▶ Records for this exercise:
□ □ □ □ □

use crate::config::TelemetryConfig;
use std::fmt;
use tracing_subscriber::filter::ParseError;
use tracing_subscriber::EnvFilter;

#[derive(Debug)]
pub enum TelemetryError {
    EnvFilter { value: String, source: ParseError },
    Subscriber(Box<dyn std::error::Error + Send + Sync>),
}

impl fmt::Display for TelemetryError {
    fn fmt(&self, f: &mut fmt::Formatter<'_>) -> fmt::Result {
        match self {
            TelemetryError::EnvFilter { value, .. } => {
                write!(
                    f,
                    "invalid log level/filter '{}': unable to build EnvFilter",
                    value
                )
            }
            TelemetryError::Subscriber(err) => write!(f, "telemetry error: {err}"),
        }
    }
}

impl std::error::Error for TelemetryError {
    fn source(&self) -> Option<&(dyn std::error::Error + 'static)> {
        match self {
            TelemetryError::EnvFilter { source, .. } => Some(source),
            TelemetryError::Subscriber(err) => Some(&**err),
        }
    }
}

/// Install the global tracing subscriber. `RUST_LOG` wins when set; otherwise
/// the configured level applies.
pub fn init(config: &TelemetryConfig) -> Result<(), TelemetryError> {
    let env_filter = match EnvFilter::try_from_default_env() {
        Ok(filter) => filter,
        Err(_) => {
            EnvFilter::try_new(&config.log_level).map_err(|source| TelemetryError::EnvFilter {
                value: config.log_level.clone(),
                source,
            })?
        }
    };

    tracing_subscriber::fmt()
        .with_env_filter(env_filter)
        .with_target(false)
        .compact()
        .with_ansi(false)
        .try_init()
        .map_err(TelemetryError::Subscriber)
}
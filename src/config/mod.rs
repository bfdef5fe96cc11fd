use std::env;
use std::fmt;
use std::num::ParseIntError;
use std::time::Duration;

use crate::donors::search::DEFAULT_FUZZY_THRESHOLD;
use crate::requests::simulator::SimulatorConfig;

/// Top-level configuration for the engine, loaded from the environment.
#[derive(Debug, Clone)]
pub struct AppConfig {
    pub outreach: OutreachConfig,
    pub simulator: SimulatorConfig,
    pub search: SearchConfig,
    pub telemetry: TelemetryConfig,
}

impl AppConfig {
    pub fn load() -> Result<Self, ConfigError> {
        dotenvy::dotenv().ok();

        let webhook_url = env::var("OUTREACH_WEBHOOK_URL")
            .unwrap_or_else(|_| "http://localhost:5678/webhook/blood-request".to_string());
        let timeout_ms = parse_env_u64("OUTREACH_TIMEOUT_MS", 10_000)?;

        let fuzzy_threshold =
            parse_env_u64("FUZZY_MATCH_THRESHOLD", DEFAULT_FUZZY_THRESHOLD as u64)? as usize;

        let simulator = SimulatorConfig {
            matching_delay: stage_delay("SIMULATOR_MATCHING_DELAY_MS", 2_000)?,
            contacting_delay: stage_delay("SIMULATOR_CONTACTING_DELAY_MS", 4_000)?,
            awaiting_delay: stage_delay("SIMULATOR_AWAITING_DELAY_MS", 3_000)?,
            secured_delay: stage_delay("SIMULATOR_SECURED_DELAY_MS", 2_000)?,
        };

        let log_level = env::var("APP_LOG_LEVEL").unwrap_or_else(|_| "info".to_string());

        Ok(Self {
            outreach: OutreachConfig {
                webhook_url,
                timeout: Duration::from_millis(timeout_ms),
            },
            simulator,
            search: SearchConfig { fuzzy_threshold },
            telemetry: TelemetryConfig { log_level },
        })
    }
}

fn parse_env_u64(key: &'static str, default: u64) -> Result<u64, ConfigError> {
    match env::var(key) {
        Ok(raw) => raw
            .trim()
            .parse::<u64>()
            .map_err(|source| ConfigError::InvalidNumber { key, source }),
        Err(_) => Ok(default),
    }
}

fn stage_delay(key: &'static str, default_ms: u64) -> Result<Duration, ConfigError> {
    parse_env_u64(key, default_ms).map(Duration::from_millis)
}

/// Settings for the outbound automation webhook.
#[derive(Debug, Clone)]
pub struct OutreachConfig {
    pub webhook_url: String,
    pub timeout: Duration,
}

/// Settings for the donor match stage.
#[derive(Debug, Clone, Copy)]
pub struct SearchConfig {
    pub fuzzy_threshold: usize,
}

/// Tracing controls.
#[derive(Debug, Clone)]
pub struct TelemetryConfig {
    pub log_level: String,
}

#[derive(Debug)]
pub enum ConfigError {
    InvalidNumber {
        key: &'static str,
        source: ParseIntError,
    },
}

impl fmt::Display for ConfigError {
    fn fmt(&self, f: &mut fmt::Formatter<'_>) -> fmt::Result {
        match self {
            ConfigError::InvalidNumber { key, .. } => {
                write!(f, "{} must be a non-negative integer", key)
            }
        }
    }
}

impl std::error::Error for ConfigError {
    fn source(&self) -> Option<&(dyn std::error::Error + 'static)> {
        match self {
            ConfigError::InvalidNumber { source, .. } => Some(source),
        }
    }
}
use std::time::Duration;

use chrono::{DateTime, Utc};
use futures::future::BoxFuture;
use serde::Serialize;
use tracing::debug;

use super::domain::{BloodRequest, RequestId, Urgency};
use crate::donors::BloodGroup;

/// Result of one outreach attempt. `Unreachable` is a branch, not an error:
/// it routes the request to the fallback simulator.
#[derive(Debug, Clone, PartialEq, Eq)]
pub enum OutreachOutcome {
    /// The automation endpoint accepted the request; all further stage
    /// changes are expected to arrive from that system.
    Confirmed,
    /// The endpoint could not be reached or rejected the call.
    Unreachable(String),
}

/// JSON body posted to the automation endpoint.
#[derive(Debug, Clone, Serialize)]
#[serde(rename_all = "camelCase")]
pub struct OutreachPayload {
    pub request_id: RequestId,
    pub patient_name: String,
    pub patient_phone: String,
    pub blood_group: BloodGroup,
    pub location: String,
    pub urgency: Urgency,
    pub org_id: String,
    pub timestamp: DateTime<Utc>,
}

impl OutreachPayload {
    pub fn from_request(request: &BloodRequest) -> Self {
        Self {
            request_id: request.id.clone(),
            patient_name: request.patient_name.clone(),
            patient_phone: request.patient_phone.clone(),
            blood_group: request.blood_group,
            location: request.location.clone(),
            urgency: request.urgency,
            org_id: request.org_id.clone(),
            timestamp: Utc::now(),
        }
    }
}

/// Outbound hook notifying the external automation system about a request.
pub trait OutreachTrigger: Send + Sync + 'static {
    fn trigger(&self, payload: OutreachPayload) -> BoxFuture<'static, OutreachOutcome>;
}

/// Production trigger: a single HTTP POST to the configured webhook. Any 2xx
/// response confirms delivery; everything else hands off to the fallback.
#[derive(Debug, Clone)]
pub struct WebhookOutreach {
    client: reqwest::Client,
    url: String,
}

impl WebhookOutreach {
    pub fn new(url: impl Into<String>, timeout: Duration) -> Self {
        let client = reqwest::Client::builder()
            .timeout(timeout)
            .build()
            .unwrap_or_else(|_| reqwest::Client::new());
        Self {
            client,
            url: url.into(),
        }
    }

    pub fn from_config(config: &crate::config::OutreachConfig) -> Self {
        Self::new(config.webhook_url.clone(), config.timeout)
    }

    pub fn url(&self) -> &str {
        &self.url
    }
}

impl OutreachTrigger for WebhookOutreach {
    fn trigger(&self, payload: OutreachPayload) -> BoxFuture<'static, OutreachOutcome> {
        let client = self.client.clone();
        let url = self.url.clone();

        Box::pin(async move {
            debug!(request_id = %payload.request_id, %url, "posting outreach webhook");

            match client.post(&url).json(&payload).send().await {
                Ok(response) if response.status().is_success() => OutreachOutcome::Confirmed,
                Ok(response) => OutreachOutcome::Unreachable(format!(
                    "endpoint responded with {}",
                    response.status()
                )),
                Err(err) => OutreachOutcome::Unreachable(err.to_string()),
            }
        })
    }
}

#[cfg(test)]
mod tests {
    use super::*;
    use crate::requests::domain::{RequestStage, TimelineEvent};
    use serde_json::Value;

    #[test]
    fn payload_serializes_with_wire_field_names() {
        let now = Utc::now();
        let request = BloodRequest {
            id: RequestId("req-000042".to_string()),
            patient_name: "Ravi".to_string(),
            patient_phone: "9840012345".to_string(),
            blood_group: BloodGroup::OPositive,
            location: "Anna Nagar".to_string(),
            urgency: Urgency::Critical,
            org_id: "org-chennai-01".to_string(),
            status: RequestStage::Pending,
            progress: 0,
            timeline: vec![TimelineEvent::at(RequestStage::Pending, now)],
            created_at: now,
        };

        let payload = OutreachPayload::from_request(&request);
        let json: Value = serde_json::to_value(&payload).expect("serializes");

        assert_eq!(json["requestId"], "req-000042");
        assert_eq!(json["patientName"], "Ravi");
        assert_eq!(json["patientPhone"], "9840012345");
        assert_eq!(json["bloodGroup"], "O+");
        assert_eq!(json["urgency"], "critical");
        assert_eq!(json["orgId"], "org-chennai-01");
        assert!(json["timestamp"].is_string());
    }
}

□ □ □ □ □

▶ Task requirements:
Reproduce word for word only the first line of the listing above and each line after it through the line with "tracing_subscriber::fmt()".

▶ Task output:
use crate::config::TelemetryConfig;
use std::fmt;
use tracing_subscriber::filter::ParseError;
use tracing_subscriber::EnvFilter;

#[derive(Debug)]
pub enum TelemetryError {
    EnvFilter { value: String, source: ParseError },
    Subscriber(Box<dyn std::error::Error + Send + Sync>),
}

impl fmt::Display for TelemetryError {
    fn fmt(&self, f: &mut fmt::Formatter<'_>) -> fmt::Result {
        match self {
            TelemetryError::EnvFilter { value, .. } => {
                write!(
                    f,
                    "invalid log level/filter '{}': unable to build EnvFilter",
                    value
                )
            }
            TelemetryError::Subscriber(err) => write!(f, "telemetry error: {err}"),
        }
    }
}

impl std::error::Error for TelemetryError {
    fn source(&self) -> Option<&(dyn std::error::Error + 'static)> {
        match self {
            TelemetryError::EnvFilter { source, .. } => Some(source),
            TelemetryError::Subscriber(err) => Some(&**err),
        }
    }
}

/// Install the global tracing subscriber. `RUST_LOG` wins when set; otherwise
/// the configured level applies.
pub fn init(config: &TelemetryConfig) -> Result<(), TelemetryError> {
    let env_filter = match EnvFilter::try_from_default_env() {
        Ok(filter) => filter,
        Err(_) => {
            EnvFilter::try_new(&config.log_level).map_err(|source| TelemetryError::EnvFilter {
                value: config.log_level.clone(),
                source,
            })?
        }
    };

    tracing_subscriber::fmt()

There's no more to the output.